:: DATA EXTRACTS ::

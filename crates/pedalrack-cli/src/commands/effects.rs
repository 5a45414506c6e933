//! Effect listing and information command.

#![allow(clippy::print_literal)] // Table headers use literal strings intentionally

use super::common::Context;
use clap::Args;
use pedalrack_registry::{EffectSummary, EffectTag};
use serde_json::Value;

#[derive(Args)]
pub struct EffectsArgs {
    /// Show details for a specific effect (id or alias)
    #[arg(value_name = "EFFECT")]
    effect: Option<String>,

    /// Only list effects carrying this tag
    #[arg(long, value_name = "TAG")]
    tag: Option<String>,

    /// Print the catalog as JSON
    #[arg(long)]
    json: bool,
}

pub fn run(ctx: &Context, args: EffectsArgs) -> anyhow::Result<()> {
    let registry = ctx.registry()?;

    if let Some(id) = &args.effect {
        let summary = registry.lookup(id)?.summary();
        if args.json {
            println!("{}", serde_json::to_string_pretty(&summary)?);
        } else {
            print_detail(&summary);
        }
        return Ok(());
    }

    let effects: Vec<EffectSummary> = match &args.tag {
        Some(name) => {
            let tag = EffectTag::from_name(name)
                .ok_or_else(|| anyhow::anyhow!("Unknown tag: {name}"))?;
            registry
                .effects_with_tag(tag)
                .into_iter()
                .map(|def| def.summary())
                .collect()
        }
        None => registry.list_all(),
    };

    if args.json {
        println!("{}", serde_json::to_string_pretty(&effects)?);
        return Ok(());
    }

    println!("Available Effects");
    println!("=================");
    println!();
    println!("  {:16}  {:24}  {}", "ID", "Name", "Description");
    println!("  {:16}  {:24}  {}", "--", "----", "-----------");
    for effect in &effects {
        println!("  {:16}  {:24}  {}", effect.id, effect.name, effect.description);
    }
    println!();
    println!("Use 'pedalrack effects <EFFECT>' for parameter details.");

    Ok(())
}

fn print_detail(effect: &EffectSummary) {
    println!("{} ({})", effect.name, effect.id);
    println!("{}", "=".repeat(effect.name.len() + effect.id.len() + 3));
    println!();
    if !effect.description.is_empty() {
        println!("{}", effect.description);
        println!();
    }
    if !effect.aliases.is_empty() {
        println!("Aliases: {}", effect.aliases.join(", "));
    }
    if !effect.tags.is_empty() {
        let tags: Vec<&str> = effect.tags.iter().map(EffectTag::name).collect();
        println!("Tags: {}", tags.join(", "));
    }

    println!();
    println!("Parameters:");
    println!();
    println!("  {:20}  {:6}  {:12}  {}", "Name", "Type", "Default", "Range");
    println!("  {:20}  {:6}  {:12}  {}", "----", "----", "-------", "-----");
    for param in &effect.params {
        let default = match &param.default {
            _ if param.required => "(required)".to_string(),
            Some(Value::String(s)) => s.clone(),
            Some(value) => value.to_string(),
            None => "-".to_string(),
        };
        println!(
            "  {:20}  {:6}  {:12}  {}",
            param.name,
            param.kind.as_str(),
            default,
            range(param.min, param.max, param.options.as_deref())
        );
        if let Some(help) = &param.help {
            println!("  {:20}  {}", "", help);
        }
    }

    if let Some(notes) = &effect.notes {
        println!();
        println!("Notes: {notes}");
    }
}

fn range(min: Option<f64>, max: Option<f64>, options: Option<&[String]>) -> String {
    match (min, max, options) {
        (_, _, Some([])) => "(no options available)".to_string(),
        (_, _, Some(options)) => options.join(" | "),
        (Some(min), Some(max), None) => format!("{min} to {max}"),
        (Some(min), None, None) => format!(">= {min}"),
        (None, Some(max), None) => format!("<= {max}"),
        (None, None, None) => String::new(),
    }
}

#[cfg(test)]
mod tests {
    use super::*;

    #[test]
    fn range_column() {
        assert_eq!(range(Some(0.0), Some(1.0), None), "0 to 1");
        assert_eq!(range(Some(-60.0), None, None), ">= -60");
        assert_eq!(range(None, None, None), "");
        let options = vec!["a.wav".to_string(), "b.wav".to_string()];
        assert_eq!(range(None, None, Some(options.as_slice())), "a.wav | b.wav");
        assert_eq!(range(None, None, Some(&[][..])), "(no options available)");
    }
}
//! Startup settings loaded from a TOML file.
//!
//! Every table and field is optional:
//!
//! ```toml
//! [quota]
//! max_files = 10
//! max_processes_per_hour = 50
//!
//! [assets]
//! impulses = "/srv/pedalrack/impulses"
//!
//! [presets]
//! dir = "/srv/pedalrack/presets"
//! ```

use pedalrack_quota::QuotaLimits;
use pedalrack_registry::AssetRoots;
use serde::{Deserialize, Serialize};
use std::fs;
use std::path::{Path, PathBuf};

use crate::error::ConfigError;
use crate::paths;

/// Asset directories file-valued parameters are confined to.
#[derive(Debug, Clone, PartialEq, Eq, Serialize, Deserialize)]
#[serde(default)]
pub struct AssetSettings {
    /// Impulse response directory for the convolution effect.
    pub impulses: PathBuf,
}

impl Default for AssetSettings {
    fn default() -> Self {
        Self {
            impulses: paths::user_impulses_dir(),
        }
    }
}

impl AssetSettings {
    /// Registry asset roots for these settings.
    pub fn roots(&self) -> AssetRoots {
        AssetRoots {
            impulses: self.impulses.clone(),
        }
    }
}

/// Preset store location.
#[derive(Debug, Clone, PartialEq, Eq, Serialize, Deserialize)]
#[serde(default)]
pub struct PresetSettings {
    /// Directory holding one JSON record per preset.
    pub dir: PathBuf,
}

impl Default for PresetSettings {
    fn default() -> Self {
        Self {
            dir: paths::user_presets_dir(),
        }
    }
}

/// All settings, fixed for the life of the process.
#[derive(Debug, Clone, Default, PartialEq, Eq, Serialize, Deserialize)]
#[serde(default)]
pub struct Settings {
    /// Per-client limits.
    pub quota: QuotaLimits,
    /// Asset directories.
    pub assets: AssetSettings,
    /// Preset store.
    pub presets: PresetSettings,
}

impl Settings {
    /// Parse settings from TOML text.
    ///
    /// # Errors
    ///
    /// Returns [`ConfigError::TomlParse`] for malformed TOML or mistyped fields.
    pub fn from_toml(text: &str) -> Result<Self, ConfigError> {
        Ok(toml::from_str(text)?)
    }

    /// Load settings from a file.
    ///
    /// # Errors
    ///
    /// Returns an error if the file cannot be read or parsed.
    pub fn load(path: impl AsRef<Path>) -> Result<Self, ConfigError> {
        let path = path.as_ref();
        let text = fs::read_to_string(path).map_err(|e| ConfigError::read_file(path, e))?;
        let settings = Self::from_toml(&text)?;
        tracing::debug!(path = %path.display(), "settings loaded");
        Ok(settings)
    }

    /// Load settings from a file, falling back to defaults when it does not exist.
    ///
    /// # Errors
    ///
    /// Returns an error if the file exists but cannot be read or parsed.
    pub fn load_or_default(path: impl AsRef<Path>) -> Result<Self, ConfigError> {
        let path = path.as_ref();
        if path.exists() {
            Self::load(path)
        } else {
            tracing::debug!(path = %path.display(), "no settings file, using defaults");
            Ok(Self::default())
        }
    }

    /// Render as TOML.
    ///
    /// # Errors
    ///
    /// Returns [`ConfigError::TomlSerialize`] if serialization fails.
    pub fn to_toml(&self) -> Result<String, ConfigError> {
        Ok(toml::to_string_pretty(self)?)
    }

    /// Write settings to a file, creating parent directories.
    ///
    /// # Errors
    ///
    /// Returns an error if the file cannot be written.
    pub fn save(&self, path: impl AsRef<Path>) -> Result<(), ConfigError> {
        let path = path.as_ref();
        if let Some(parent) = path.parent() {
            paths::ensure_dir(parent)?;
        }
        fs::write(path, self.to_toml()?).map_err(|e| ConfigError::write_file(path, e))
    }
}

:::

Start at the first line of the entries above. Set down each line exactly through the one with "use serde_json::Value;", and stop there.

__WORKED SOLUTION__.
filename crates/pedalrack-cli/src/commands/effects.rs
repository 5a45414506c6e933
//! Effect listing and information command.

#![allow(clippy::print_literal)] // Table headers use literal strings intentionally

use super::common::Context;
use clap::Args;
use pedalrack_registry::{EffectSummary, EffectTag};
use serde_json::Value;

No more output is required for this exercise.